Oleh: Lina Sri Rosalina
LGBT (lesbian, gay, biseksual dan transgender) mulai marak dan meresahkan. Di Indonesia sendiri, memang sudah terindikasi tidak sedikit jumlahnya. Maka sikap penolakan yang seharusnya adalah dibuatkan peraturan khusus tentang LGBT, sekadar pernyataan penolakan saja tidak cukup untuk dapat menuntaskan kasus seperti ini. Seperti kata wakil DPRD Provinsi Sumbar, Nanda Satria: “DPRD Sumbar sedang mengkaji kemungkinan pembentukkan Perda terkait LGBT.” Menurut Nanda Satria, perilaku menyimpang seperti LGBT berkaitan erat dengan HIV/AIDS. Selain pembentukan peraturan, DPRD setempat mendesak pemerintah untuk lebih memasifkan sosialisasi pencegahan penyakit menular melalui berbagai publikasi seperti baliho dan Videotron milik pemerintah.
LGBT adalah buah dari sistem sekuler – kapitalis yang dengan HAM nya membuat manusia bebas menentukan kehendaknya sendiri termasuk dalam orientasi seksualnya. Ironi, negeri ini dengan sistem kapitalisme dan penerapan sekulernya tidak mengurusi urusan rakyat secara keseluruhan, sehingga penanganan terhadap suatu masalah pun tidak sampai pada akarnya.

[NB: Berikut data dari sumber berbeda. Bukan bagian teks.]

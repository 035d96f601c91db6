mod raster;
mod renderer;
mod text;
mod transform;

pub use renderer::Renderer;
pub use text::{glyph_advance, line_advance, text_width_px, GLYPH_HEIGHT, GLYPH_WIDTH};
pub use transform::{world_extent_to_screen, world_to_screen, Viewport};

Adanya peraturan daerah untuk memberantas LGBT adalah keinginan yang sangat baik. Namun hal ini tidak akan efektif. Sudah begitu banyak Perda Syariah yang dibuat tapi terus menerus dipermasalahkan.
Sekularisme membuat penganutnya tidak menghubungkan agama dengan kehidupan. Jika didapati suatu permasalahan, negara sekuler tidak melihat Solusi dari segi agama, melainkan dari sisi akal mereka semata. Padahal jika diperhatikan, solusi yang di jg adilkan sekulerisme ini, belum pernah ada yang sampai bisa menuntaskan masalah secara sempurna, tetapi hanya sebagian saja.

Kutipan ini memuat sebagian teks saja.